2 A question of relationship
    Our choice of faith is also a matter of relationship. If there is a true God who is our Creator, then He has a unique relationship with us. Anyone else who interferes with that relationship is wrong, and we are wrong to accept a relationship with anyone else as our God. You can only have one father and mother, and they will be both sad and angry if you call others your father and mother and thank them for things he and she gave you. A boyfriend and girlfriend, or a husband and a wife, are very narrow-minded about the relationships their mates should have with others. In the Bible, God often uses the father (and mother)-child relationship, and husband-wife relationship, to explain the relationship we can and should have with Him. Worshipping other gods is described as spiritual adultery, an affair. In fact, God probably created us with family relationships in order to help us understand our proper relationship with Him. Any other spirit that wants our worship is an impostor; see Sec. VI below.

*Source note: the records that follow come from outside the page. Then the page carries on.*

//! # Database Pool Management
//!
//! Connection pool creation and configuration for SQLite.
//!
//! ## Architecture
//! ```text
//! ┌─────────────────────────────────────────────────────────────────────────┐
//! │                      Database Connection Pool                           │
//! │                                                                         │
//! │  micks-api startup                                                     │
//! │       │                                                                 │
//! │       ▼                                                                 │
//! │  DbConfig::new(path) ← Configure pool settings                         │
//! │       │                                                                 │
//! │       ▼                                                                 │
//! │  Database::new(config).await ← Create pool + run migrations            │
//! │       │                                                                 │
//! │       ▼                                                                 │
//! │  ┌─────────────────────────────────────────┐                           │
//! │  │            SqlitePool                    │                           │
//! │  │  ┌─────┐ ┌─────┐ ┌─────┐ ┌─────┐       │                           │
//! │  │  │Conn1│ │Conn2│ │Conn3│ │Conn4│ ...   │  (max_connections)        │
//! │  │  └─────┘ └─────┘ └─────┘ └─────┘       │                           │
//! │  └─────────────────────────────────────────┘                           │
//! │       │                                                                 │
//! │       │ Concurrent HTTP requests                                       │
//! │       ▼                                                                 │
//! │  POST /api/contract      ──► Conn1 (write, serialized by SQLite)       │
//! │  GET  /api/admin/sales   ──► Conn2 (read, concurrent under WAL)        │
//! │                                                                         │
//! └─────────────────────────────────────────────────────────────────────────┘
//! ```
//!
//! ## WAL Mode
//! Readers don't block the writer and the writer doesn't block readers, so
//! the admin listing stays responsive while contracts come in.

use sqlx::sqlite::{SqliteConnectOptions, SqliteJournalMode, SqlitePoolOptions, SqliteSynchronous};
use sqlx::SqlitePool;
use std::path::PathBuf;
use std::str::FromStr;
use std::sync::Arc;
use std::time::Duration;
use tracing::{debug, info};

use crate::error::{DbError, DbResult};
use crate::migrations;
use crate::repository::sale::SaleRepository;
use crate::store::SaleStore;

// =============================================================================
// Configuration
// =============================================================================

/// Database configuration.
///
/// ## Example
/// ```rust,ignore
/// let config = DbConfig::new("./data/micks.db")
///     .max_connections(5)
///     .min_connections(1);
/// ```
#[derive(Debug, Clone)]
pub struct DbConfig {
    /// Path to the SQLite database file.
    pub database_path: PathBuf,

    /// Maximum number of connections in the pool.
    /// Default: 5
    pub max_connections: u32,

    /// Minimum number of connections to keep alive.
    /// Default: 1
    pub min_connections: u32,

    /// How long to wait for a free connection.
    /// Default: 30 seconds
    pub connect_timeout: Duration,

    /// Idle timeout before closing a connection.
    /// Default: 10 minutes
    pub idle_timeout: Duration,

    /// Whether to run migrations on connect.
    /// Default: true
    pub run_migrations: bool,
}

impl DbConfig {
    /// Creates a configuration for the database file at `path`.
    ///
    /// The file and its parent directory are created if missing.
    pub fn new(path: impl Into<PathBuf>) -> Self {
        DbConfig {
            database_path: path.into(),
            max_connections: 5,
            min_connections: 1,
            connect_timeout: Duration::from_secs(30),
            idle_timeout: Duration::from_secs(600),
            run_migrations: true,
        }
    }

    /// Sets the maximum number of connections.
    pub fn max_connections(mut self, max: u32) -> Self {
        self.max_connections = max;
        self
    }

    /// Sets the minimum number of connections.
    pub fn min_connections(mut self, min: u32) -> Self {
        self.min_connections = min;
        self
    }

    /// Sets the connection timeout.
    pub fn connect_timeout(mut self, timeout: Duration) -> Self {
        self.connect_timeout = timeout;
        self
    }

    /// Sets whether to run migrations on connect.
    pub fn run_migrations(mut self, run: bool) -> Self {
        self.run_migrations = run;
        self
    }

    /// Creates an in-memory database configuration (for testing).
    ///
    /// Every call yields an isolated database.
    pub fn in_memory() -> Self {
        DbConfig {
            database_path: PathBuf::from(":memory:"),
            max_connections: 1, // the database lives as long as this connection
            min_connections: 1,
            connect_timeout: Duration::from_secs(5),
            idle_timeout: Duration::from_secs(60),
            run_migrations: true,
        }
    }

    fn is_in_memory(&self) -> bool {
        self.database_path.as_os_str() == ":memory:"
    }
}

// =============================================================================
// Database
// =============================================================================

/// Main database handle providing repository access.
///
/// Cheap to clone (the pool is reference counted). Created once in `main` and
/// handed to the services that need it; there is no global connection.
///
/// ## Usage
/// ```rust,ignore
/// let db = Database::new(DbConfig::new("./data/micks.db")).await?;
/// let record = db.sales().get(&id).await?;
/// ```
#[derive(Debug, Clone)]
pub struct Database {
    /// The SQLite connection pool.
    pool: SqlitePool,
}

impl Database {
    /// Creates a new database connection pool.
    ///
    /// ## What This Does
    /// 1. Creates the database file (and its directory) if it doesn't exist
    /// 2. Configures SQLite:
    ///    - WAL mode for concurrent reads
    ///    - NORMAL synchronous
    ///    - Foreign keys enabled
    /// 3. Creates the connection pool
    /// 4. Runs migrations (if enabled)
    pub async fn new(config: DbConfig) -> DbResult<Self> {
        info!(
            path = %config.database_path.display(),
            "Initializing database connection"
        );

        if !config.is_in_memory() {
            if let Some(parent) = config.database_path.parent() {
                if !parent.as_os_str().is_empty() {
                    tokio::fs::create_dir_all(parent)
                        .await
                        .map_err(|e| DbError::ConnectionFailed(e.to_string()))?;
                }
            }
        }

        // sqlite://path?mode=rwc creates the file if it does not exist
        let connect_url = format!("sqlite://{}?mode=rwc", config.database_path.display());

        let connect_options = SqliteConnectOptions::from_str(&connect_url)
            .map_err(|e| DbError::ConnectionFailed(e.to_string()))?
            .journal_mode(SqliteJournalMode::Wal)
            .synchronous(SqliteSynchronous::Normal)
            .foreign_keys(true)
            .create_if_missing(true);

        debug!("Connection options configured");

        let pool = SqlitePoolOptions::new()
            .max_connections(config.max_connections)
            .min_connections(config.min_connections)
            .acquire_timeout(config.connect_timeout)
            .idle_timeout(Some(config.idle_timeout))
            .connect_with(connect_options)
            .await
            .map_err(|e| DbError::ConnectionFailed(e.to_string()))?;

        info!(
            max_connections = config.max_connections,
            "Database pool created"
        );

        let db = Database { pool };

        if config.run_migrations {
            db.run_migrations().await?;
        }

        Ok(db)
    }

    /// Runs database migrations.
    ///
    /// Called by `new()` when `run_migrations` is set. Also fills in the
    /// folded names of rows that predate `002_add_name_folded.sql`.
    pub async fn run_migrations(&self) -> DbResult<()> {
        info!("Running database migrations");
        migrations::run_migrations(&self.pool).await?;

        let folded = self.sales().fold_missing_names().await?;
        if folded > 0 {
            info!(rows = folded, "Folded names of existing sales");
        }

        let (embedded, applied) = migrations::migration_status(&self.pool).await?;
        info!(embedded, applied, "Migrations complete");
        Ok(())
    }

    /// Returns a reference to the connection pool.
    pub fn pool(&self) -> &SqlitePool {
        &self.pool
    }

    /// Returns the sale repository.
    pub fn sales(&self) -> SaleRepository {
        SaleRepository::new(self.pool.clone())
    }

    /// Returns the sale repository behind the [`SaleStore`] trait.
    pub fn sale_store(&self) -> Arc<dyn SaleStore> {
        Arc::new(self.sales())
    }

    /// Closes the database connection pool.
    ///
    /// After calling close, all repository operations fail with
    /// `ConnectionFailed`.
    pub async fn close(&self) {
        info!("Closing database connection pool");
        self.pool.close().await;
    }

    /// Checks if the database is healthy (can execute queries).
    pub async fn health_check(&self) -> bool {
        sqlx::query("SELECT 1").execute(&self.pool).await.is_ok()
    }
}

// =============================================================================
// Unit Tests
// =============================================================================

#[cfg(test)]
mod tests {
    use super::*;

    #[tokio::test]
    async fn test_in_memory_database() {
        let config = DbConfig::in_memory();
        let db = Database::new(config).await.unwrap();

        assert!(db.health_check().await);
    }

    #[tokio::test]
    async fn test_closed_database_is_unhealthy() {
        let db = Database::new(DbConfig::in_memory()).await.unwrap();
        db.close().await;

        assert!(!db.health_check().await);
    }

    #[test]
    fn test_config_builder() {
        let config = DbConfig::new("/tmp/micks.db")
            .max_connections(10)
            .min_connections(2)
            .run_migrations(false);

        assert_eq!(config.max_connections, 10);
        assert_eq!(config.min_connections, 2);
        assert!(!config.run_migrations);
        assert!(!config.is_in_memory());
        assert!(DbConfig::in_memory().is_in_memory());
    }
}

    This is the reason why it is not sufficient merely to believe in the existence of God. Type 1 belief (sec. II, A) is not religious faith. It is not sufficient in any religion, especially not for the God of the Bible. Many people’s attitude seems to be “I believe that God exists,” with the unstated assumption that “He couldn’t expect more of me, could He? Isn’t that enough?” Is it enough in human relationships? What constitutes a healthy parent-child relationship? Suppose you enter an outstanding university, graduate at the top of your class, win a Nobel prize the year after you graduate, live a good life, become rich and famous, make a great contribution to society, and talk about your parents’ existence and good qualities, but for twenty years you never visit them, write to them, phone them, or remember their birthday. Will they be satisfied? Will your mother say “My child believes I exist. I’m so moved!”? That is the way many people treat God, and they think He should be satisfied!